**INSTRUCTIONS TO FOLLOW**
Count the lines below that hold the word "Duration" and say how many, with no other text.

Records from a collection
=== Section Start ===
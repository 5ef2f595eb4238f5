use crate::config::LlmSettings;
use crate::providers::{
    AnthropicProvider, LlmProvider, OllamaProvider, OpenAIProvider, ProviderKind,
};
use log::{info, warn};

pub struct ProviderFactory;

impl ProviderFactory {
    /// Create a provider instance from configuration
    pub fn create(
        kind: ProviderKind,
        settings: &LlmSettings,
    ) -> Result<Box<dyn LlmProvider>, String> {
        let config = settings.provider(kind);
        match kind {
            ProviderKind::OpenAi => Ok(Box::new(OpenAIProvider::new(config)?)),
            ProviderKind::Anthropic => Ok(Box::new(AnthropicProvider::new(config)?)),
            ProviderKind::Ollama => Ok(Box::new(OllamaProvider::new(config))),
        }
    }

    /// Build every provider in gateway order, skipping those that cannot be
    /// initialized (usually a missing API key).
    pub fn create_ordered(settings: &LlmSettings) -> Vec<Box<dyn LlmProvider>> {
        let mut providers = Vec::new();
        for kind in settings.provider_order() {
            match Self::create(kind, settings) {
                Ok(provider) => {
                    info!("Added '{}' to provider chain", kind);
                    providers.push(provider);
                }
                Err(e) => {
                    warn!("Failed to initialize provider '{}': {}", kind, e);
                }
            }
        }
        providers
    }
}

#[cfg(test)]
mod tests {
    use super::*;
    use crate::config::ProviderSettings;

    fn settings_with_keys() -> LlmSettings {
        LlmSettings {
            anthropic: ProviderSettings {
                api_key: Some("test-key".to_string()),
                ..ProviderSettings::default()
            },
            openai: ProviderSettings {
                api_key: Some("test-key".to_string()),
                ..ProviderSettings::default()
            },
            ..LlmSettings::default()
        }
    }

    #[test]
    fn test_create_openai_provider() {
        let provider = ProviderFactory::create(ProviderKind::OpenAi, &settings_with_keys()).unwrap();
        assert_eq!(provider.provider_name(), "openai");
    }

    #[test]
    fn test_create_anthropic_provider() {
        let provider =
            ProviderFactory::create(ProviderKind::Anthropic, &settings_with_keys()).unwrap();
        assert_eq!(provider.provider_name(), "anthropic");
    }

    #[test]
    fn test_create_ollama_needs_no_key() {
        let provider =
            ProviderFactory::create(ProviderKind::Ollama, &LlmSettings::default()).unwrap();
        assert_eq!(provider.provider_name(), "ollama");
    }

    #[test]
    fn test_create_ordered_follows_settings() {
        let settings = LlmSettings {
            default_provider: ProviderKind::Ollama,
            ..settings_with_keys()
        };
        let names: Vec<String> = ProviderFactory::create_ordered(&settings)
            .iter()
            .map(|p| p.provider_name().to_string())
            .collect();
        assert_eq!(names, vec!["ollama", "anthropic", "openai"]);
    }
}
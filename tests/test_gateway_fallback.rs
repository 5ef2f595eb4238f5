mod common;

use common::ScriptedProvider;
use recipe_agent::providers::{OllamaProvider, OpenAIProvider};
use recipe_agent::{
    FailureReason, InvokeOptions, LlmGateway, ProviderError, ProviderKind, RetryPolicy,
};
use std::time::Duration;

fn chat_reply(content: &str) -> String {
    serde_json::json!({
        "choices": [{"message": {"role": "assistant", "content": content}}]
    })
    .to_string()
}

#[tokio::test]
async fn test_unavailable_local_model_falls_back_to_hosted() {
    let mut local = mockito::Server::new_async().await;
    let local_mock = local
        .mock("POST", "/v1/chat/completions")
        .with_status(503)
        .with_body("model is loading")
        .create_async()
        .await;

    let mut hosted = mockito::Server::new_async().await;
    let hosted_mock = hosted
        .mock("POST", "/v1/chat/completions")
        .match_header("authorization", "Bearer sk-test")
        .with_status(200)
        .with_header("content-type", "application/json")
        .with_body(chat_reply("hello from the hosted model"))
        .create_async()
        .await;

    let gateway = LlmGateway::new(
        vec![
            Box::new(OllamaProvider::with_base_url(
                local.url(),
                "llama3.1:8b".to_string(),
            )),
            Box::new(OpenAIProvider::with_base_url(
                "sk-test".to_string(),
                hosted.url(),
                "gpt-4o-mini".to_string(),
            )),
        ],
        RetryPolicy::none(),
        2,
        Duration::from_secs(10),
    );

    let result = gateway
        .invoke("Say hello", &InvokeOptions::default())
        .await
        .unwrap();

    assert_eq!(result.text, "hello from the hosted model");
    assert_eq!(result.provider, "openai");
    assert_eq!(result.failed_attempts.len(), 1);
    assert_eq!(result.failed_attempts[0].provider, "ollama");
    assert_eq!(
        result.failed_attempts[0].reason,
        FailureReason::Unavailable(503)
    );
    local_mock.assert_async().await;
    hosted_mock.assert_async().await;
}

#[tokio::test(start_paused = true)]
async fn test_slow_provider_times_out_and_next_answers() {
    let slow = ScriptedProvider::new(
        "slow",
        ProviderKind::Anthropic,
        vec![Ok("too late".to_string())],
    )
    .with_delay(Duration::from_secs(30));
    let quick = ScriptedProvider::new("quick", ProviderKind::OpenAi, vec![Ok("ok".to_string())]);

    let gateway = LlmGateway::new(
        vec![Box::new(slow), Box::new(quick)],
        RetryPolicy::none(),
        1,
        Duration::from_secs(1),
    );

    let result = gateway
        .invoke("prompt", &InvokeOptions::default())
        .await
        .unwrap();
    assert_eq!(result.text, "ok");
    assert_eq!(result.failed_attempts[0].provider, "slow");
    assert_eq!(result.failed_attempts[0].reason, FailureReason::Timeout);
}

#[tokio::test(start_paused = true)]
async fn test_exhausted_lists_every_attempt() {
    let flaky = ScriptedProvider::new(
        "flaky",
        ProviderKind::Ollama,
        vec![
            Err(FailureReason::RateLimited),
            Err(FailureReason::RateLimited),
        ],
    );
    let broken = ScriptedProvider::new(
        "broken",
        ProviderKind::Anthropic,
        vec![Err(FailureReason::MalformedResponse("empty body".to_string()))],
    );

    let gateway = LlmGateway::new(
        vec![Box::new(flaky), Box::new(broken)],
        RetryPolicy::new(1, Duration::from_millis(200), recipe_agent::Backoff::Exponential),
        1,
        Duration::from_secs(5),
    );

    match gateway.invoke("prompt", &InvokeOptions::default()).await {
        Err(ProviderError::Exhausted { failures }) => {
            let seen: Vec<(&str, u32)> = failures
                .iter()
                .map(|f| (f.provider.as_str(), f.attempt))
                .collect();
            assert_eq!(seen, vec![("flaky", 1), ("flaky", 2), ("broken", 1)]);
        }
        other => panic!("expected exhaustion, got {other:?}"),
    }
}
=== Section End ===
**FINAL ANSWER**
6